À la tête des Laboratoires Delbert, Hoffmann est l'unique fabricant en France du Téralithe, un médicament vital pour les troubles bipolaires. Mais quand une pénurie sur d'autres molécules provoque une explosion de la demande, sa position se transforme en étau. Le voilà pris entre le désespoir des patients – 250 appels par jour – et un blocage de l'État sur les prix qui l'empêche d'importer sans vendre à perte.
Son histoire n'est pas celle d'une crise de supply chain. C'est l'histoire universelle d'un dirigeant seul dans la salle des machines, tentant de maintenir le cap quand la structure même du navire se disloque.
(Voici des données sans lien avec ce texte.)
use std::io;

use thiserror::Error;

use crate::post::PostId;

/// Startup and terminal failures. Printed by `main` before exiting.
#[derive(Debug, Error)]
pub enum AppError {
    #[error("Failed to open config: {0}")]
    ConfigOpen(#[source] io::Error),
    #[error("Failed to parse config: {0}")]
    ConfigParse(#[source] serde_yaml::Error),
    #[error("Config is missing `{0}`")]
    ConfigMissing(&'static str),
    #[error("Failed to open log file: {0}")]
    LogFile(#[source] io::Error),
    #[error("Terminal error: {0}")]
    Terminal(#[from] io::Error),
}

/// Any failed call against the remote store.
#[derive(Debug, Error)]
pub enum GatewayError {
    #[error(transparent)]
    Http(#[from] reqwest::Error),
    #[error(transparent)]
    Scheme(#[from] serde_json::Error),
    #[error("API returned error {code}: {message}")]
    Server { code: String, message: String },
    #[error("no post with id {0}")]
    NotFound(PostId),
}

/// Reasons the submission gate rejects a draft.
#[derive(Debug, Clone, PartialEq, Eq, Error)]
pub enum ValidationError {
    #[error("the post text is empty")]
    EmptyText,
    #[error("the post should be {max} characters max (got {len})")]
    TextTooLong { len: usize, max: usize },
    #[error("the source must be an http(s) URL")]
    InvalidSource,
    #[error("choose a category")]
    MissingCategory,
}

#[derive(Debug, Clone, PartialEq, Eq, Error)]
pub enum IntegrityError {
    #[error("unknown category `{0}`")]
    UnknownCategory(String),
}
L'enfer de la responsabilité sans le pouvoir
Le vrai poids d'une crise ne se mesure pas en unités manquantes. Il se mesure en appels de détresse. Imaginez : votre téléphone sonne 250 fois par jour. À l'autre bout du fil, des patients paniqués, des familles angoissées qui dépendent de vous pour leur équilibre mental. Vous êtes leur seul espoir. Et vous ne pouvez rien faire.
C'est ça, le "cauchemar" de Thierry Hoffmann. Ce n'est pas un problème de gestion, c'est un test de résistance humaine. Son entreprise a beau tourner à plein régime, augmenter sa production de 70.000 à 100.000 boîtes, la demande est telle que même le double ne suffirait pas. Il est le visage d'une solution qu'il ne peut pas fournir.
Cette situation est l'incarnation de la solitude du dirigeant. Vous êtes seul à porter la responsabilité d'une défaillance qui n'est pas la vôtre, mais celle de tout un système : un concurrent qui fait défaut, des prix administrés déconnectés de la réalité du marché mondial, une inertie réglementaire.
Vous êtes au front, mais vos munitions sont contrôlées par d'autres. Pour un leader, il n'y a pas de situation plus inconfortable. La vraie bataille n'est pas logistique, elle est psychologique : comment maintenir sa conviction quand on est le paratonnerre de toutes les angoisses et de toutes les frustrations ?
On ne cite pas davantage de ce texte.